C’est toi que je préfère, ô ma paisible amante (Alexandre Pouchkine)

Posted by arbrealettres sur 1 décembre 2015




Ah non ! je n’aime pas les plaisirs agités,
La folle frénésie et les sens exaltés
Et les gémissements de la jeune bacchante
Quand son corps sinueux qui sur le mien serpente,
Et ses baisers cruels, ses caresses sans frein
Pressent sur mon désir pour en hâter la fin.

C’est toi que je préfère, ô ma paisible amante,
Que tu me rends heureux et que tu me tourmentes
Quand ma prière enfin ayant raison de toi,
Tendre mais sans ardeur tu te donnes à moi,
Quand tu n’écoutes rien et ne réponds qu’à peine,
Froide dans ta pudeur, au transport qui m’entraîne,
T’animant toutefois un peu plus chaque instant,
Partageant pour finir, malgré toi, mon élan.

(Alexandre Pouchkine)

Illustration: Pascal Renoux

 

Une Réponse vers “C’est toi que je préfère, ô ma paisible amante (Alexandre Pouchkine)”
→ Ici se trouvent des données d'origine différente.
//! Service layer for FinBot
//!
//! The service layer provides business logic on top of the storage layer:
//! parsing raw input, validation, and write-through persistence with an
//! audit trail.

pub mod goals;
pub mod ledger;

pub use goals::GoalService;
pub use ledger::LedgerService;

use crate::error::{FinbotError, FinbotResult};
use crate::models::Money;

/// Parse a user-entered amount, naming the field in the error
pub(crate) fn parse_money_field(field: &str, text: &str) -> FinbotResult<Money> {
    Money::parse(text)
        .map_err(|e| FinbotError::Validation(format!("Invalid {}: {}", field, e)))
}

#[cfg(test)]
mod tests {
    use super::*;

    #[test]
    fn test_parse_money_field() {
        assert_eq!(
            parse_money_field("amount", "₹1,250.50").unwrap(),
            Money::from_cents(125050)
        );

        let err = parse_money_field("amount", "abc").unwrap_err();
        assert!(err.is_validation());
        assert!(err.to_string().contains("Invalid amount"));
    }
}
  1. Dame des rêves savoureux
    ———

    Je te retrouve quand je dors,
    Tous mes soucis alors décampent ;
    Mon corps se réchauffe à ton corps,
    C’est un joli sujet d’estampe.

    Dans ce songe mon coeur bat fort,
    Mon âme s’accroche à la rampe ;
    C’est presque trop pour ce vieux porc,
    Même s’il est de bonne trempe.

    Ton corps ondule avec lenteur
    Dans un parc aux mille senteurs,
    C’est alors que je me sens vivre.

    La nuit n’a pas de lendemain,
    Le temps a perdu son chemin ;
    C’est un beau chapitre à mon livre.